Her ground-breaking essay, , called for greater balance in the books primary age children are exposed to. Her thesis was simple: we need to present young people with mirrors that reflect and validate their own experience, while also presenting them with windows through which they can look upon and learn from the lives of others.
The focus of that essay specifically reflected the experiences of children of colour and the lack of literary mirrors in the education system. In the intervening 30 years, the spirit of that essay has been expanded to include everyone who is marginalised or "othered" from the mainstream. It was a vital contribution to the conversation about how we shape people’s views of the world and their place in it.
Communications, too, gives us a chance to hold up a frame. On the one hand, we try to find an interesting truth, the mirror that reflects a relatable reality back to our customers. On the other, we create windows, portals that invite people to look beyond their own experience. The one we choose will inevitably depend on the product, the audience and the context. But both mirror and window are glazed with our own hand.
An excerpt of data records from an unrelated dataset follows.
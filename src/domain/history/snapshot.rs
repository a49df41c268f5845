use crate::domain::market_data::{SeriesRecord, Symbol};
use crate::domain::selection::SelectionState;

/// Full readable/persistable state of every symbol at one instant
#[derive(Debug, Clone, PartialEq, Default)]
pub struct Snapshot {
    pub series: Vec<SeriesRecord>,
    pub selection: Option<SelectionState>,
}

impl Snapshot {
    pub fn record(&self, symbol: &Symbol) -> Option<&SeriesRecord> {
        self.series.iter().find(|r| &r.symbol == symbol)
    }

    pub fn with_selection(mut self, selection: SelectionState) -> Self {
        self.selection = Some(selection);
        self
    }

    pub fn is_empty(&self) -> bool {
        self.series.is_empty()
    }
}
They are, above all, reflections of our own analysis and interpretation.
During the pandemic many brands were holding up a mirror to what was positioned as our collective experience. Empty streets, Zoom calls, people clapping, neighbourhoods coming together. It reflected the tedious monotony of life in lockdown for many (and the creative value of that is up for debate) but not the reality for all. The people who couldn’t stay home because doing so would mean losing a job: people in factories, on farms, in the less photo-friendly key working roles. We portrayed a world that tilted the mirror only as far as our limited imaginations allowed.
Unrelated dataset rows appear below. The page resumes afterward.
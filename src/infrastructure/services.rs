use crate::application::refresh::Timer;
use crate::domain::logging::{LogEntry, LogLevel, Logger, TimeProvider};
use futures::FutureExt;
use futures::future::LocalBoxFuture;
use gloo_timers::future::TimeoutFuture;
use std::time::Duration;

/// Browser console logger implementation
pub struct ConsoleLogger {
    min_level: LogLevel,
}

impl ConsoleLogger {
    pub fn new(min_level: LogLevel) -> Self {
        Self { min_level }
    }

    pub fn new_production() -> Self {
        Self::new(LogLevel::Info)
    }

    pub fn new_development() -> Self {
        Self::new(LogLevel::Debug)
    }

    fn format_log_entry(&self, entry: &LogEntry) -> String {
        let timestamp = BrowserTimeProvider.format_timestamp(entry.timestamp);
        match &entry.metadata {
            Some(metadata) => format!(
                "[{}] {} {} | {} | {}",
                timestamp, entry.level, entry.component, entry.message, metadata
            ),
            None => format!("[{}] {} {} | {}", timestamp, entry.level, entry.component, entry.message),
        }
    }
}

impl Logger for ConsoleLogger {
    fn log(&self, entry: LogEntry) {
        if entry.level < self.min_level {
            return;
        }
        let formatted = self.format_log_entry(&entry).into();
        match entry.level {
            LogLevel::Trace | LogLevel::Debug => web_sys::console::debug_1(&formatted),
            LogLevel::Info => web_sys::console::info_1(&formatted),
            LogLevel::Warn => web_sys::console::warn_1(&formatted),
            LogLevel::Error => web_sys::console::error_1(&formatted),
        }
    }
}

/// Browser time provider using `Date.now()`
pub struct BrowserTimeProvider;

impl TimeProvider for BrowserTimeProvider {
    fn current_timestamp(&self) -> u64 {
        js_sys::Date::now() as u64
    }

    fn format_timestamp(&self, timestamp: u64) -> String {
        let date = js_sys::Date::new(&(timestamp as f64).into());
        format!(
            "{:02}:{:02}:{:02}.{:03}",
            date.get_hours(),
            date.get_minutes(),
            date.get_seconds(),
            date.get_milliseconds()
        )
    }
}

/// `setTimeout`-backed timer
#[derive(Debug, Clone, Copy, Default)]
pub struct GlooTimer;

impl Timer for GlooTimer {
    fn sleep(&self, duration: Duration) -> LocalBoxFuture<'static, ()> {
        let millis = u32::try_from(duration.as_millis()).unwrap_or(u32::MAX);
        TimeoutFuture::new(millis).boxed_local()
    }
}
There are huge swathes of the UK that rarely, if ever, have the mirror held to their face. Commercially, creatively, morally, that cannot be right.
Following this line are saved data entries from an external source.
use crate::domain::chart::ChartMode;
use crate::domain::market_data::Timeframe;
use serde::{Deserialize, Serialize};

/// What the user is looking at. Mutated only by `UiStateMachine::dispatch`.
#[derive(Debug, Clone, Copy, PartialEq, Eq, Default, Serialize, Deserialize)]
pub struct SelectionState {
    /// Index into the configured symbol list; `None` until the user picks one
    #[serde(rename = "symbol", default)]
    pub selected_symbol: Option<usize>,
    #[serde(default)]
    pub chart_mode: ChartMode,
    #[serde(default)]
    pub timeframe: Timeframe,
}

impl SelectionState {
    /// Drop a symbol index that no longer points into the configured list.
    pub fn clamp_to(mut self, symbol_count: usize) -> Self {
        if self.selected_symbol.is_some_and(|i| i >= symbol_count) {
            self.selected_symbol = None;
        }
        self
    }
}
pub mod dashboard;
pub mod refresh;
pub mod render_frame;

pub use dashboard::*;
pub use refresh::*;
pub use render_frame::*;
2020 supercharged thinking on diversity in the make-up of our businesses and in the work we make. It might be that the mirror and the window shed light on why, despite well-intentioned initiatives to eject stereotypes from advertising, what many of us see on our screens is nothing like what we see on our streets.
It’s ego-riddled nonsense to believe you don’t have to be the audience to truly get the audience. It is this kind of convenient protectionism that stagnates progress. The mirrors we make in ignorance are windows onto a world no-one recognises.
Alongside our increasingly personalised relationships with brands, there are environments that demand mass appeal. It is here where opportunities are lost. When looking for average, an amalgamation, the middle-ground, we strip out what enrichens life. When we try to be relatable to everyone, we are relatable to no-one. As Emily Style said: “Diversity exists. It did not melt in the melting pot.”
We sometimes hold up flawed mirrors when bigger, brighter windows are what we need. Our desire for a different view is why I’m a Celebrity Get Me out of Here was the highest-rated show of 2020 and why Gogglebox, literally a window into other people’s lives, is consistently in the top five most-watched programmes.
Windows give us greater, rather than less, opportunity to connect. We are often more similar in our dreams than in our realities. We can create work that shows a world refracted, where our imagination unfolds. There have been some beautiful examples this year of brands throwing open the shades onto new vistas: B&Q’s "We will grow again", McCain's "The little moments", Guinness' "Welcome back" and Diet Coke "Just because" are just a handful that spring to mind. They gives us the chance to look at things a different way.
But in comms, as in literature, we need not make a binary choice. We can make work that embraces both. We can hold a mirror to the few and, in doing so, give a new view to the many. McCain and Family Fund do just that with integrity and intent. They show life as millions of families, those with disabled or seriously ill children, will recognise it. For millions more, it’s an ad that connects without being faithful to our own experience. It is one of a very few ads that target mass but show a group considered niche; they also include Guinness’ "The Compton cowboys", Starbucks' "What’s your name", Maltesers' "Look on the light side of disability" and perhaps a handful more.
This is not about tokenism, nor is it about purpose. It’s about the huge opportunity we have to let in some new light, by changing how our industry is reflected and how, in turn, we reflect the world.